Le Parlement européen
Mélanie Herrbach, chargée de communication au Parlement européen. Outre son importante activité législative récemment marquée par l’adoption en septembre 2019 de la directive européenne sur le droit d’auteur malgré le lobbying des acteurs numériques internationaux et par celle, en septembre 2020, d’une Résolution enjoignant l’Union européenne et ses Etats membres à apporter un soutien financier significatif aux arts et à la culture (sur le site de la FNCC), le rôle culturel du Parlement européen prend des voies diverses et parfois méconnues. Le Parlement européen :
- constitue, à l’initiative de Simone Veil, une collection d’art contemporain au travers d’une politique d’acquisition et de commande publique,
- décerne depuis 2007 un prix cinématographique, le prix LUX du public, qui récompense des films illustrant le débat européen,
- se prête comme lieu de tournage, par exemple pour la série Parlement sur France 5,
- engage des partenariats avec Arte pour des documentaires sur la construction européenne,
- célèbre des anniversaires culturels européens comme cette année les 30 ans d’Arte ou les 50 ans de l’Opéra national du Rhin,
Le Parlement européen a par ailleurs soutenu les musiciens privés de scène par la pandémie de Covid 19 et participe à la saison culturelle initiée dans le cadre de l’actuelle présidence française du Conseil de l’Europe ainsi qu’à l’installation d’une Micro-folie à Strasbourg.
A la suite de cet exposé, Anne Mistler rappelle l’importance du rôle des collectivités pour maintenir la présence du Parlement européen à Strasbourg, une ville porteuse d’une histoire particulière pour la paix en Europe.

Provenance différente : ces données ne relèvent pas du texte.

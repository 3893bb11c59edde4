//! OpenAPI documentation
//!
//! Serves the generated document at `/api-docs/openapi.json` and an
//! interactive Swagger UI at `/swagger-ui`.

// Allow clippy warnings from macro-generated code in utoipa derive
#![allow(clippy::needless_for_each)]

use axum::Router;
use utoipa::OpenApi;
use utoipa_swagger_ui::SwaggerUi;

use crate::{error::ErrorResponse, handlers, state::AppState};

/// OpenAPI documentation for the catalog service
#[derive(OpenApi)]
#[openapi(
    info(
        title = "Play Catalog API",
        description = "Catalog of game items with optional warm-up fault injection",
        license(name = "MIT", url = "https://opensource.org/licenses/MIT")
    ),
    servers(
        (url = "/", description = "Local server")
    ),
    tags(
        (name = "items", description = "Catalog item management"),
        (name = "health", description = "Liveness"),
        (name = "chaos", description = "Fault injection statistics")
    ),
    paths(
        handlers::items::list_items,
        handlers::items::get_item,
        handlers::items::create_item,
        handlers::items::update_item,
        handlers::items::delete_item,
        handlers::health::health_check,
        handlers::chaos::chaos_stats,
    ),
    components(schemas(
        handlers::items::ItemResponse,
        handlers::items::ItemRequest,
        handlers::health::HealthResponse,
        handlers::chaos::ChaosStatsResponse,
        ErrorResponse,
    ))
)]
pub struct ApiDoc;

/// Routes serving the OpenAPI document and Swagger UI
pub fn create_openapi_routes() -> Router<AppState> {
    Router::new()
        .merge(SwaggerUi::new("/swagger-ui").url("/api-docs/openapi.json", ApiDoc::openapi()))
}
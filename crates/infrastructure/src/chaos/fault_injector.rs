//! Fault-injecting decorator for the item repository.
//!
//! Only `get_all` is gated by the warm-up schedule. Every other operation is
//! passed straight through to the wrapped repository.

use std::sync::Arc;

use application::error::ApplicationError;
use application::ports::ItemRepositoryPort;
use async_trait::async_trait;
use domain::{Item, ItemId};
use tracing::{debug, instrument, warn};

use super::{ChaosContext, WarmupPhase, WarmupSchedule};

/// Item repository wrapper that fails the first list calls
pub struct FaultInjectingItemRepository {
    inner: Arc<dyn ItemRepositoryPort>,
    schedule: Arc<WarmupSchedule>,
    context: Arc<ChaosContext>,
}

impl std::fmt::Debug for FaultInjectingItemRepository {
    fn fmt(&self, f: &mut std::fmt::Formatter<'_>) -> std::fmt::Result {
        f.debug_struct("FaultInjectingItemRepository")
            .field("schedule", &self.schedule)
            .field("context", &self.context)
            .finish_non_exhaustive()
    }
}

impl FaultInjectingItemRepository {
    /// Wrap `inner` so that its list calls follow `schedule`
    pub fn new(inner: Arc<dyn ItemRepositoryPort>, schedule: Arc<WarmupSchedule>) -> Self {
        Self {
            inner,
            schedule,
            context: Arc::new(ChaosContext::new()),
        }
    }

    /// Statistics shared with anyone who wants to report them
    pub fn context(&self) -> Arc<ChaosContext> {
        Arc::clone(&self.context)
    }

    pub fn schedule(&self) -> Arc<WarmupSchedule> {
        Arc::clone(&self.schedule)
    }
}

#[async_trait]
impl ItemRepositoryPort for FaultInjectingItemRepository {
    #[instrument(skip(self))]
    async fn get_all(&self) -> Result<Vec<Item>, ApplicationError> {
        let observation = self.schedule.observe();
        self.context.record_call();

        match observation.phase {
            WarmupPhase::Warming => {
                let delay = self.schedule.policy().delay();
                debug!(
                    call = observation.call,
                    delay_ms = delay.as_millis(),
                    "Delaying request before injected fault"
                );
                tokio::time::sleep(delay).await;
                self.context
                    .record_latency(u64::try_from(delay.as_millis()).unwrap_or(u64::MAX));
                self.context.record_fault();
                warn!(call = observation.call, "Injected slow fault");
                Err(ApplicationError::InjectedFault)
            },
            WarmupPhase::FailingFast => {
                self.context.record_fault();
                warn!(call = observation.call, "Injected fast fault");
                Err(ApplicationError::InjectedFault)
            },
            WarmupPhase::Stable => self.inner.get_all().await,
        }
    }

    async fn get(&self, id: &ItemId) -> Result<Option<Item>, ApplicationError> {
        self.inner.get(id).await
    }

    async fn create(&self, item: &Item) -> Result<(), ApplicationError> {
        self.inner.create(item).await
    }

    async fn update(&self, item: &Item) -> Result<(), ApplicationError> {
        self.inner.update(item).await
    }

    async fn remove(&self, id: &ItemId) -> Result<(), ApplicationError> {
        self.inner.remove(id).await
    }
}
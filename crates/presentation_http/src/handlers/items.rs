//! Catalog item handlers
//!
//! REST endpoints for creating, reading, updating and deleting items.

use axum::{
    Json,
    extract::{Path, State},
    http::{StatusCode, header},
    response::IntoResponse,
};
use chrono::{DateTime, Utc};
use domain::{Item, ItemDetails, ItemId, Price};
use rust_decimal::Decimal;
use serde::{Deserialize, Serialize};
use tracing::{debug, info, instrument};
use utoipa::ToSchema;
use uuid::Uuid;
use validator::Validate;

use crate::{error::ApiError, middleware::ValidatedJson, state::AppState};

/// Highest accepted item price
pub const MAX_PRICE: Decimal = Decimal::ONE_THOUSAND;

// ---------------------------------------------------------------------------
// Response / request DTOs
// ---------------------------------------------------------------------------

/// A catalog item
#[derive(Debug, Clone, PartialEq, Serialize, Deserialize, ToSchema)]
#[serde(rename_all = "camelCase")]
#[schema(example = json!({
    "id": "6f1c2d4e-8a3b-4c5d-9e6f-0a1b2c3d4e5f",
    "name": "Potion",
    "description": "Restores a small amount of HP",
    "price": 5.0,
    "createdDate": "2024-03-01T12:00:00Z"
}))]
pub struct ItemResponse {
    pub id: Uuid,
    pub name: String,
    pub description: String,
    pub price: Decimal,
    pub created_date: DateTime<Utc>,
}

impl From<&Item> for ItemResponse {
    fn from(item: &Item) -> Self {
        Self {
            id: item.id().as_uuid(),
            name: item.name().to_string(),
            description: item.description().to_string(),
            price: item.price().amount(),
            created_date: item.created_date(),
        }
    }
}

/// Body of create and update requests
#[derive(Debug, Deserialize, Validate, ToSchema)]
#[schema(example = json!({
    "name": "Potion",
    "description": "Restores a small amount of HP",
    "price": 5.0
}))]
pub struct ItemRequest {
    /// Display name, 1 to 100 characters
    #[validate(
        length(min = 1, max = 100, message = "must be between 1 and 100 characters"),
        custom(function = "not_blank")
    )]
    pub name: String,
    #[serde(default)]
    pub description: String,
    /// Price between 0 and 1000
    #[validate(custom(function = "price_in_range"))]
    pub price: Decimal,
}

fn not_blank(value: &str) -> Result<(), validator::ValidationError> {
    if value.trim().is_empty() {
        return Err(validator::ValidationError::new("blank")
            .with_message("must not be blank".into()));
    }
    Ok(())
}

fn price_in_range(value: &Decimal) -> Result<(), validator::ValidationError> {
    if (value.is_sign_negative() && !value.is_zero()) || *value > MAX_PRICE {
        return Err(validator::ValidationError::new("range")
            .with_message("must be between 0 and 1000".into()));
    }
    Ok(())
}

impl ItemRequest {
    fn into_details(self) -> Result<ItemDetails, ApiError> {
        let price = Price::new(self.price).map_err(|e| ApiError::BadRequest(e.to_string()))?;
        ItemDetails::new(self.name, self.description, price)
            .map_err(|e| ApiError::BadRequest(e.to_string()))
    }
}

fn parse_id(raw: &str) -> Result<ItemId, ApiError> {
    ItemId::parse(raw).map_err(|_| ApiError::BadRequest(format!("Invalid item id: {raw}")))
}

// ---------------------------------------------------------------------------
// Handlers
// ---------------------------------------------------------------------------

#[utoipa::path(
    get,
    path = "/items",
    tag = "items",
    responses(
        (status = 200, description = "All catalog items", body = Vec<ItemResponse>),
        (status = 500, description = "Store failure or injected fault")
    )
)]
#[instrument(skip(state))]
pub async fn list_items(
    State(state): State<AppState>,
) -> Result<Json<Vec<ItemResponse>>, ApiError> {
    let items = state.catalog.list_items().await?;
    debug!(count = items.len(), "Listed items");
    Ok(Json(items.iter().map(ItemResponse::from).collect()))
}

#[utoipa::path(
    get,
    path = "/items/{id}",
    tag = "items",
    params(("id" = Uuid, Path, description = "Item ID")),
    responses(
        (status = 200, description = "The item", body = ItemResponse),
        (status = 400, description = "Malformed ID", body = crate::error::ErrorResponse),
        (status = 404, description = "Item not found")
    )
)]
#[instrument(skip(state))]
pub async fn get_item(
    State(state): State<AppState>,
    Path(id): Path<String>,
) -> Result<Json<ItemResponse>, ApiError> {
    let id = parse_id(&id)?;
    let item = state.catalog.get_item(&id).await?;
    Ok(Json(ItemResponse::from(&item)))
}

#[utoipa::path(
    post,
    path = "/items",
    tag = "items",
    request_body = ItemRequest,
    responses(
        (status = 201, description = "Item created", body = ItemResponse,
            headers(("Location" = String, description = "URL of the new item"))),
        (status = 400, description = "Invalid request", body = crate::error::ErrorResponse)
    )
)]
#[instrument(skip(state, body), fields(name = %body.name))]
pub async fn create_item(
    State(state): State<AppState>,
    ValidatedJson(body): ValidatedJson<ItemRequest>,
) -> Result<impl IntoResponse, ApiError> {
    let item = state.catalog.create_item(body.into_details()?).await?;
    info!(item_id = %item.id(), "Created item");

    let location = format!("/items/{}", item.id());
    Ok((
        StatusCode::CREATED,
        [(header::LOCATION, location)],
        Json(ItemResponse::from(&item)),
    ))
}

#[utoipa::path(
    put,
    path = "/items/{id}",
    tag = "items",
    params(("id" = Uuid, Path, description = "Item ID")),
    request_body = ItemRequest,
    responses(
        (status = 204, description = "Item updated"),
        (status = 400, description = "Invalid request", body = crate::error::ErrorResponse),
        (status = 404, description = "Item not found")
    )
)]
#[instrument(skip(state, body))]
pub async fn update_item(
    State(state): State<AppState>,
    Path(id): Path<String>,
    ValidatedJson(body): ValidatedJson<ItemRequest>,
) -> Result<StatusCode, ApiError> {
    let id = parse_id(&id)?;
    state.catalog.update_item(&id, body.into_details()?).await?;
    info!(item_id = %id, "Updated item");
    Ok(StatusCode::NO_CONTENT)
}

#[utoipa::path(
    delete,
    path = "/items/{id}",
    tag = "items",
    params(("id" = Uuid, Path, description = "Item ID")),
    responses(
        (status = 204, description = "Item deleted"),
        (status = 400, description = "Malformed ID", body = crate::error::ErrorResponse),
        (status = 404, description = "Item not found")
    )
)]
#[instrument(skip(state))]
pub async fn delete_item(
    State(state): State<AppState>,
    Path(id): Path<String>,
) -> Result<StatusCode, ApiError> {
    let id = parse_id(&id)?;
    state.catalog.delete_item(&id).await?;
    info!(item_id = %id, "Deleted item");
    Ok(StatusCode::NO_CONTENT)
}

#[cfg(test)]
mod tests {
    use super::*;

    fn request(name: &str, price: Decimal) -> ItemRequest {
        ItemRequest {
            name: name.to_string(),
            description: String::new(),
            price,
        }
    }

    #[test]
    fn valid_request_passes_validation() {
        assert!(request("Potion", Decimal::new(5, 0)).validate().is_ok());
        assert!(request("Free sample", Decimal::ZERO).validate().is_ok());
        assert!(request("Crown", MAX_PRICE).validate().is_ok());
    }

    #[test]
    fn blank_name_fails_validation() {
        assert!(request("", Decimal::ONE).validate().is_err());
        assert!(request("   ", Decimal::ONE).validate().is_err());
    }

    #[test]
    fn long_name_fails_validation() {
        assert!(request(&"x".repeat(101), Decimal::ONE).validate().is_err());
        assert!(request(&"x".repeat(100), Decimal::ONE).validate().is_ok());
    }

    #[test]
    fn price_outside_range_fails_validation() {
        assert!(request("Potion", Decimal::new(-1, 0)).validate().is_err());
        assert!(request("Potion", Decimal::new(100_001, 2)).validate().is_err());
    }

    #[test]
    fn malformed_id_is_bad_request() {
        assert!(matches!(parse_id("not-a-uuid"), Err(ApiError::BadRequest(_))));
        assert!(parse_id("6f1c2d4e-8a3b-4c5d-9e6f-0a1b2c3d4e5f").is_ok());
    }

    #[test]
    fn response_uses_camel_case() {
        let item = Item::new(ItemDetails::new("Potion", "Heals", Price::ZERO).unwrap());
        let json = serde_json::to_value(ItemResponse::from(&item)).unwrap();
        assert!(json.get("createdDate").is_some());
        assert!(json.get("created_date").is_none());
        assert_eq!(json["name"], "Potion");
    }
}
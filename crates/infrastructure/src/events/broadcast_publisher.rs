//! In-process event fan-out over a tokio broadcast channel

use application::error::ApplicationError;
use application::ports::EventPublisherPort;
use async_trait::async_trait;
use domain::CatalogEvent;
use tokio::sync::broadcast;
use tracing::{debug, instrument};

/// Default number of events buffered per subscriber
pub const DEFAULT_CHANNEL_CAPACITY: usize = 256;

/// Publishes catalog events to every live subscriber
///
/// Slow subscribers that fall more than `capacity` events behind observe a
/// `Lagged` error on their receiver and skip ahead.
#[derive(Debug, Clone)]
pub struct BroadcastEventPublisher {
    sender: broadcast::Sender<CatalogEvent>,
}

impl Default for BroadcastEventPublisher {
    fn default() -> Self {
        Self::new(DEFAULT_CHANNEL_CAPACITY)
    }
}

impl BroadcastEventPublisher {
    /// Create a publisher buffering up to `capacity` events (at least one)
    pub fn new(capacity: usize) -> Self {
        let (sender, _) = broadcast::channel(capacity.max(1));
        Self { sender }
    }

    pub fn subscribe(&self) -> broadcast::Receiver<CatalogEvent> {
        self.sender.subscribe()
    }

    pub fn receiver_count(&self) -> usize {
        self.sender.receiver_count()
    }
}

#[async_trait]
impl EventPublisherPort for BroadcastEventPublisher {
    #[instrument(skip(self, event), fields(item_id = %event.item_id()))]
    async fn publish(&self, event: &CatalogEvent) -> Result<(), ApplicationError> {
        match self.sender.send(event.clone()) {
            Ok(receivers) => debug!(receivers, "Published catalog event"),
            Err(_) => debug!("No subscribers for catalog event"),
        }
        Ok(())
    }
}

#[cfg(test)]
mod tests {
    use domain::{Item, ItemDetails, ItemId, Price};

    use super::*;

    fn sample_item() -> Item {
        Item::new(ItemDetails::new("Potion", "Heals", Price::ZERO).unwrap())
    }

    #[tokio::test]
    async fn publish_without_subscribers_succeeds() {
        let publisher = BroadcastEventPublisher::default();
        assert_eq!(publisher.receiver_count(), 0);
        publisher
            .publish(&CatalogEvent::deleted(ItemId::new()))
            .await
            .unwrap();
    }

    #[tokio::test]
    async fn subscribers_receive_events_in_order() {
        let publisher = BroadcastEventPublisher::new(8);
        let mut receiver = publisher.subscribe();
        let item = sample_item();

        publisher.publish(&CatalogEvent::created(&item)).await.unwrap();
        publisher
            .publish(&CatalogEvent::deleted(item.id()))
            .await
            .unwrap();

        assert_eq!(receiver.recv().await.unwrap(), CatalogEvent::created(&item));
        assert_eq!(
            receiver.recv().await.unwrap(),
            CatalogEvent::deleted(item.id())
        );
    }

    #[tokio::test]
    async fn every_subscriber_gets_a_copy() {
        let publisher = BroadcastEventPublisher::new(4);
        let mut first = publisher.subscribe();
        let mut second = publisher.subscribe();
        assert_eq!(publisher.receiver_count(), 2);

        let event = CatalogEvent::updated(&sample_item());
        publisher.publish(&event).await.unwrap();

        assert_eq!(first.recv().await.unwrap(), event);
        assert_eq!(second.recv().await.unwrap(), event);
    }

    #[tokio::test]
    async fn zero_capacity_is_clamped() {
        let publisher = BroadcastEventPublisher::new(0);
        let mut receiver = publisher.subscribe();
        let event = CatalogEvent::deleted(ItemId::new());
        publisher.publish(&event).await.unwrap();
        assert_eq!(receiver.recv().await.unwrap(), event);
    }
}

En fin de séminaire, Grégoire Pénavaire, maire-adjoint à Enghien-les Bains et trésorier de la FNCC, s’interroge sur le degré de conscience de la réalité européenne des citoyens français. « Il me semble que les frontaliers sont les plus conscients de l’unité européenne… » Une réflexion qui incite Asya Salnikova a souligner combien, pour les autres pays européens, la France est considérée comme moteur pour l’Europe. Sachant que de nombreux cadres administratifs du Conseil de l’Europe sont de nationalité française et que la France est l’un des pays fondateurs de l’Europe, la validation française des thématiques choisies pour les Journées européennes du patrimoine, par exemple, accorde à ces choix leur pleine légitimité.